We've updated the documentation to clarify that you can't archive without purging in commit c46e780e07ef8a29. We've also created an internal enhancement ticket to add QOS and TRES to sacctmgr dump/load. I'm closing this as resolved/fixed per the documentation fix. Let us know if you have more questions.
Hello, Sorry for the delay in my answer. Thanks a lot for the time you took to investigate and write that comprehensive answer regarding the procedure to setup a separate database. So, if I understand correctly, we could: * either keep our slurmdbd setting regarding the archive/purge and, in this case, keep the last 90 days in the production DB whereas all the rest would be in the "historic" DB. So we would have to merge 2 sreport outputs if we wanted to have accounting information over 6 months for example. * or decrease the values of Purge* settings so that there would be just a few days (let's say a week or maybe even less?) of records in the production DB and all the rest in the "historic" one. Then we would execute sreport essentially on the latter one. Of course, as you said, in both cases we would create archive files everyday and load them straight afterwards in the "historic" DB. Do you think that keeping only 24 hours in the production DB would be sensible? Thanks a lot,
Re-opening the ticket per your response. Yes, those two options would both work. > Do you think that > keeping only 24 hours in the production DB would be sensible? I think it depends on how your users and admins use the production database and who can access the historic database. If users don't need more than 1 day of history, then that's fine. From Slurm's point of view, it doesn't matter. The scheduler/resource manager part of Slurm will continue to work the same, even without a database. (slurmdbd is an optional, though strongly recommended, part of Slurm.)

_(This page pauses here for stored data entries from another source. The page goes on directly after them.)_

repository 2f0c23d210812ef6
//! Shared helpers

pub mod testing;
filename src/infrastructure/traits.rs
//! I/O boundary traits for testability
//!
//! These traits abstract external I/O operations, allowing services
//! to be tested with in-memory implementations.

use std::io::{self, Write};
use std::path::Path;

use tempfile::NamedTempFile;

/// Filesystem abstraction for testability.
pub trait FileSystem: Send + Sync {
    /// Read file contents to string.
    fn read_to_string(&self, path: &Path) -> io::Result<String>;

    /// Replace the file at `path` with `content`.
    fn write(&self, path: &Path, content: &str) -> io::Result<()>;

    /// Check if path exists.
    fn exists(&self, path: &Path) -> bool;

    /// Create parent directories if needed.
    fn ensure_parent(&self, path: &Path) -> io::Result<()>;
}

// ============================================================
// REAL IMPLEMENTATIONS
// ============================================================

/// Real filesystem implementation.
#[derive(Debug, Default)]
pub struct RealFileSystem;

impl FileSystem for RealFileSystem {
    fn read_to_string(&self, path: &Path) -> io::Result<String> {
        std::fs::read_to_string(path)
    }

    /// Writes through a temp file in the target directory, then renames it over
    /// `path`, so readers never observe a partial document.
    fn write(&self, path: &Path, content: &str) -> io::Result<()> {
        self.ensure_parent(path)?;
        let dir = match path.parent() {
            Some(parent) if !parent.as_os_str().is_empty() => parent,
            _ => Path::new("."),
        };
        let mut tmp = NamedTempFile::new_in(dir)?;
        tmp.write_all(content.as_bytes())?;
        tmp.flush()?;
        tmp.persist(path).map_err(|e| e.error)?;
        Ok(())
    }

    fn exists(&self, path: &Path) -> bool {
        path.exists()
    }

    fn ensure_parent(&self, path: &Path) -> io::Result<()> {
        match path.parent() {
            Some(parent) if !parent.as_os_str().is_empty() && !parent.exists() => {
                std::fs::create_dir_all(parent)
            }
            _ => Ok(()),
        }
    }
}
//! Error conversion helpers for I/O operations
//!
//! Provides extension traits for cleaner error handling with context.

use std::io;
use std::path::Path;

use crate::application::{ApplicationError, ApplicationResult};

/// Extension trait for converting `io::Result` to `ApplicationResult` with context.
pub trait IoResultExt<T> {
    /// Add path context to an I/O error.
    ///
    /// # Example
    /// ```ignore
    /// fs.write(&out, &document)
    ///     .with_path_context("write fault tree", &out)?;
    /// ```
    fn with_path_context(self, action: &str, path: &Path) -> ApplicationResult<T>;

    /// Add free-form context to an I/O error.
    fn with_context(self, context: &str) -> ApplicationResult<T>;
}

impl<T> IoResultExt<T> for io::Result<T> {
    fn with_path_context(self, action: &str, path: &Path) -> ApplicationResult<T> {
        self.map_err(|e| ApplicationError::OperationFailed {
            context: format!("{}: {}", action, path.display()),
            source: Box::new(e),
        })
    }

    fn with_context(self, context: &str) -> ApplicationResult<T> {
        self.map_err(|e| ApplicationError::OperationFailed {
            context: context.to_string(),
            source: Box::new(e),
        })
    }
}

#[cfg(test)]
mod tests {
    use super::*;

    #[test]
    fn given_io_error_when_adding_path_context_then_message_names_path() {
        let result: io::Result<()> = Err(io::Error::new(io::ErrorKind::NotFound, "gone"));

        let err = result
            .with_path_context("write fault tree", Path::new("/tmp/out.xml"))
            .unwrap_err();

        assert_eq!(
            err.to_string(),
            "operation failed: write fault tree: /tmp/out.xml"
        );
    }
}
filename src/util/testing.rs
//! Test support: logging setup and an in-memory filesystem.

use std::collections::HashMap;
use std::io;
use std::path::{Path, PathBuf};
use std::sync::{Mutex, Once};

use tracing::info;
use tracing_subscriber::{fmt::format::FmtSpan, EnvFilter};

use crate::infrastructure::traits::FileSystem;

static TEST_SETUP: Once = Once::new();

/// Install a global tracing subscriber once per test binary.
///
/// Honors `RUST_LOG`, defaults to `ftgen=debug`. Output goes through the test
/// writer so it is only shown for failing tests.
pub fn init_test_setup() {
    TEST_SETUP.call_once(|| {
        let filter =
            EnvFilter::try_from_default_env().unwrap_or_else(|_| EnvFilter::new("ftgen=debug"));
        let installed = tracing_subscriber::fmt()
            .with_env_filter(filter)
            .with_test_writer()
            .with_target(true)
            .with_span_events(FmtSpan::CLOSE)
            .try_init();
        if let Err(e) = installed {
            eprintln!("Error: Failed to set up logging: {}", e);
        }
        info!("Test Setup complete");
    });
}

/// Filesystem keeping written files in memory.
#[derive(Debug, Default)]
pub struct MemoryFileSystem {
    files: Mutex<HashMap<PathBuf, String>>,
}

impl MemoryFileSystem {
    pub fn new() -> Self {
        Self::default()
    }

    /// Content written to `path`, if any.
    pub fn contents(&self, path: &Path) -> Option<String> {
        self.lock().get(path).cloned()
    }

    fn lock(&self) -> std::sync::MutexGuard<'_, HashMap<PathBuf, String>> {
        self.files.lock().unwrap_or_else(|poisoned| poisoned.into_inner())
    }
}

impl FileSystem for MemoryFileSystem {
    fn read_to_string(&self, path: &Path) -> io::Result<String> {
        self.contents(path).ok_or_else(|| {
            io::Error::new(
                io::ErrorKind::NotFound,
                format!("no such file: {}", path.display()),
            )
        })
    }

    fn write(&self, path: &Path, content: &str) -> io::Result<()> {
        self.lock().insert(path.to_path_buf(), content.to_string());
        Ok(())
    }

    fn exists(&self, path: &Path) -> bool {
        self.lock().contains_key(path)
    }

    fn ensure_parent(&self, _path: &Path) -> io::Result<()> {
        Ok(())
    }
}

#[cfg(test)]
mod tests {
    use super::*;

    #[test]
    fn test_init_test_setup() {
        init_test_setup();
        init_test_setup();
    }

    #[test]
    fn given_written_file_when_reading_then_returns_content() {
        let fs = MemoryFileSystem::new();
        let path = Path::new("trees/ft.xml");

        fs.write(path, "<opsa-mef/>").unwrap();

        assert!(fs.exists(path));
        assert_eq!(fs.read_to_string(path).unwrap(), "<opsa-mef/>");
        assert!(fs.read_to_string(Path::new("missing.xml")).is_err());
    }
}
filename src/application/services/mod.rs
//! Application services

pub mod generator;

pub use generator::{GenerationReport, GeneratorService, OutputTarget};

>> Do you think that keeping only 24 hours in the production DB >> would be sensible? > > I think it depends on how your users and admins use the production > database and who can access the historic database. If users don't > need more than 1 day of history, then that's fine. Some teams want to keep track of how much each of their members/projects consume so we would have to let them access the historic db. They also sometimes need figures to apply for a grant for example and even a week would definitely not be enough in that case. > From Slurm's point of view, it doesn't matter. The scheduler/resource > manager part of Slurm will continue to work the same, even without > a database. (slurmdbd is an optional, though strongly recommended, > part of Slurm.) Ah yes that's right but it would be so weird to me not be able to access accounting information that I forget that slurmdbd is indeed optional. Thanks again for your help.
You're welcome. Re-closing as resolved/fixed